Endometriosis and Fertility
Endometriosis occurs when tissue similar to the uterine lining grows outside the uterus, most commonly in the pelvic cavity. During menstruation, this tissue behaves like it would inside the uterus: it thickens, breaks down, and bleeds. But because it has no way to exit the body, it causes inflammation, scarring, and adhesions that can damage the ovaries, fallopian tubes, and surrounding structures.

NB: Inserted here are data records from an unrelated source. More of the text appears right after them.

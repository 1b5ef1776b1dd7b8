//! TTL Store Module
//!
//! Group-scoped, age-bounded in-process store: the local tier of the cache.
//! There is no capacity limit and no background eviction; stale entries stay
//! in memory until they are overwritten or deleted.

use std::borrow::Borrow;
use std::collections::HashMap;
use std::hash::Hash;
use std::sync::Arc;
use std::time::Duration;

use parking_lot::RwLock;

use crate::cache::{duration_ms, Clock, LocalStats, StatCounters, SystemClock, TtlEntry};

// == Group Shard ==
/// One group's entries. Each shard carries its own lock, so groups never contend.
#[derive(Debug)]
struct GroupShard<K, V> {
    ttl_ms: u64,
    entries: RwLock<HashMap<K, TtlEntry<V>>>,
    stats: StatCounters,
}

// == TTL Store ==
/// Per-group key-value memory with lazy, read-time expiry.
///
/// The set of groups is fixed at construction; the outer map is never mutated
/// afterwards and so needs no lock of its own.
#[derive(Debug)]
pub struct TtlStore<K, V> {
    shards: HashMap<String, GroupShard<K, V>>,
    clock: Arc<dyn Clock>,
}

impl<K, V> TtlStore<K, V>
where
    K: Hash + Eq,
    V: Clone,
{
    // == Constructor ==
    /// Creates a store for the given `(group, ttl)` pairs using wall-clock time.
    pub fn new<I, S>(groups: I) -> Self
    where
        I: IntoIterator<Item = (S, Duration)>,
        S: Into<String>,
    {
        Self::with_clock(groups, Arc::new(SystemClock))
    }

    /// Creates a store driven by an explicit clock.
    pub fn with_clock<I, S>(groups: I, clock: Arc<dyn Clock>) -> Self
    where
        I: IntoIterator<Item = (S, Duration)>,
        S: Into<String>,
    {
        let shards = groups
            .into_iter()
            .map(|(name, ttl)| {
                let shard = GroupShard {
                    ttl_ms: duration_ms(ttl),
                    entries: RwLock::new(HashMap::new()),
                    stats: StatCounters::new(),
                };
                (name.into(), shard)
            })
            .collect();

        Self { shards, clock }
    }

    // == Get ==
    /// Returns the value under `group`/`key` if present and still fresh.
    ///
    /// A stale entry reads as absent but is left in place. Unknown groups read
    /// as absent too; deciding whether that is an error belongs to the caller.
    pub fn get<Q>(&self, group: &str, key: &Q) -> Option<V>
    where
        K: Borrow<Q>,
        Q: Hash + Eq + ?Sized,
    {
        let shard = self.shards.get(group)?;
        let now = self.clock.now_ms();

        let found = shard
            .entries
            .read()
            .get(key)
            .filter(|entry| entry.is_fresh(now, shard.ttl_ms))
            .map(|entry| entry.value().clone());

        match found {
            Some(_) => shard.stats.record_hit(),
            None => shard.stats.record_miss(),
        }
        found
    }

    // == Set ==
    /// Stores `value`, replacing any previous entry and stamping a new insertion time.
    ///
    /// Returns `false` (and stores nothing) if the group is unknown.
    pub fn set(&self, group: &str, key: K, value: V) -> bool {
        let Some(shard) = self.shards.get(group) else {
            return false;
        };

        let entry = TtlEntry::new(value, self.clock.now_ms());
        shard.entries.write().insert(key, entry);
        shard.stats.record_set();
        true
    }

    // == Delete ==
    /// Removes the entry if present. Returns whether something was removed.
    pub fn delete<Q>(&self, group: &str, key: &Q) -> bool
    where
        K: Borrow<Q>,
        Q: Hash + Eq + ?Sized,
    {
        let Some(shard) = self.shards.get(group) else {
            return false;
        };

        shard.stats.record_delete();
        shard.entries.write().remove(key).is_some()
    }

    /// Removes every entry of `group` whose key matches `pred`.
    ///
    /// Counts as a single delete. Returns the number of entries removed.
    pub fn delete_where<F>(&self, group: &str, mut pred: F) -> usize
    where
        F: FnMut(&K) -> bool,
    {
        let Some(shard) = self.shards.get(group) else {
            return 0;
        };

        shard.stats.record_delete();
        let mut entries = shard.entries.write();
        let before = entries.len();
        entries.retain(|key, _| !pred(key));
        before - entries.len()
    }

    // == Length ==
    /// Number of entries held for `group`, stale ones included.
    pub fn len(&self, group: &str) -> usize {
        self.shards
            .get(group)
            .map(|shard| shard.entries.read().len())
            .unwrap_or(0)
    }

    /// True if `group` holds no entries (or is unknown).
    pub fn is_empty(&self, group: &str) -> bool {
        self.len(group) == 0
    }

    // == Stats ==
    /// Activity snapshot for one group.
    pub fn stats(&self, group: &str) -> Option<LocalStats> {
        self.shards
            .get(group)
            .map(|shard| shard.stats.snapshot(shard.entries.read().len()))
    }
}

The impact on fertility goes beyond physical blockages. Women with endometriosis-related ovarian cysts (endometriomas) show reduced responsiveness to fertility treatments, retrieving fewer eggs and forming fewer embryos. Research suggests this isn’t just a local problem in the affected ovary. Studies on women with cysts on only one side found that both ovaries were affected, pointing to either undetected bilateral disease or a bodywide inflammatory effect. Painful periods, pain during sex, and chronic pelvic pain are the most recognizable symptoms, though some women with endometriosis have no symptoms at all.
Male Factor Infertility
In up to half of couples struggling to conceive, a male factor plays at least a partial role. Despite this, many couples focus exclusively on the female partner early on, which can delay answers significantly.

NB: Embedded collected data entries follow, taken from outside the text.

//! Resolver Module
//!
//! Signed-URL resolution for stored submission artefacts (voice recordings,
//! screenshots, operation logs).

mod fanout;
mod signer;

pub use fanout::{
    FanOutResolver, ResolvedUrls, ResolverConfig, SubmitRecord, DEFAULT_CONCURRENCY,
    DEFAULT_URL_TTL,
};
pub use signer::{HttpUrlSigner, SignerConfig, UrlSigner, PRIVATE_URL_PATH};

A semen analysis is the starting point. It measures three main things: sperm count (fewer than 15 million sperm per milliliter is considered low), motility (whether sperm swim well enough to reach the egg), and morphology (whether sperm are shaped normally). Common causes of poor semen quality include varicoceles (enlarged veins in the scrotum that raise testicular temperature), hormonal imbalances, prior infections, certain medications, and lifestyle factors like heavy alcohol use, smoking, or anabolic steroid use. A semen analysis is inexpensive and noninvasive, so it makes sense to do it early in the evaluation process rather than as an afterthought.
Lifestyle Factors That Add Up
No single lifestyle factor is likely to be the sole reason you’re not conceiving, but several together can meaningfully reduce your odds. Smoking damages eggs and sperm, reduces the success rate of fertility treatments, and is linked to earlier menopause. Heavy alcohol intake disrupts hormonal balance in both partners. High caffeine intake (more than about 300 mg per day, roughly two to three cups of coffee) has been associated with longer time to pregnancy in some studies, though the evidence is less definitive.

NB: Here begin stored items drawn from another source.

/// DMA map and unmap operations on an IOMMU backing store.
///
/// [`IommuMapper::map_dma`] layers `EBUSY` recovery over the raw
/// single-attempt operations, so implementors only provide those.
pub trait IommuMapper {
    /// Maps `size` bytes of process memory at `vaddr` into the IO virtual
    /// address space at `iova`, making exactly one attempt.
    fn map_dma_once(&self, vaddr: u64, iova: u64, size: u64, flags: u32) -> Result<(), VfioError>;

    /// Unmaps `size` bytes of the IO virtual address space at `iova`.
    fn unmap_dma(&self, iova: u64, size: u64, flags: u32) -> Result<(), VfioError>;

    /// Maps `size` bytes of process memory at `vaddr` into the IO virtual
    /// address space at `iova`.
    ///
    /// Device models remap some ranges, legacy ROM shadows among them,
    /// without an intervening unmap. When the kernel rejects the mapping
    /// with `EBUSY` the stale range is unmapped and the map retried exactly
    /// once; any other failure, including an `EBUSY` on the retry, is
    /// returned as is.
    fn map_dma(&self, vaddr: u64, iova: u64, size: u64, flags: u32) -> Result<(), VfioError> {
        match self.map_dma_once(vaddr, iova, size, flags) {
            Err(e) if e.is_busy() => {
                warn!("DMA map at iova 0x{:x} busy, unmapping and retrying", iova);
                self.unmap_dma(iova, size, 0)?;
                self.map_dma_once(vaddr, iova, size, flags)
            }
            res => res,
        }
    }
}

/// A VFIO container, the top-level object holding an IOMMU context that
/// groups attach to.
pub struct VfioContainer {
    container: File,
    iommu_type: Option<u32>,
}

const VFIO_CONTAINER_PATH: &str = "/dev/vfio/vfio";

Chronic stress doesn’t directly prevent pregnancy in most cases, but it can disrupt ovulation by interfering with the hormonal signals from the brain to the ovaries. Extreme exercise, particularly in combination with low body weight, can have a similar effect by suppressing the reproductive hormone cycle. The takeaway isn’t that you need a perfect lifestyle to get pregnant, but that stacking several of these factors on top of each other can create a meaningful disadvantage.
Unexplained Infertility
After a full workup, roughly 10 to 15% of couples receive a diagnosis of unexplained infertility, meaning all standard tests come back normal but pregnancy still isn’t happening. This doesn’t mean nothing is wrong. It means the issue is beyond what current testing can detect, which could involve subtle problems with egg quality, sperm function, embryo implantation, or the immune environment of the uterus.
Unexplained infertility can be one of the more frustrating diagnoses to receive, but it doesn’t mean treatment can’t help. Many couples with unexplained infertility respond well to approaches like ovulation-stimulating medication combined with intrauterine insemination, or IVF. Success rates depend heavily on age and how long you’ve been trying, which is another reason not to delay evaluation if the standard timelines have passed.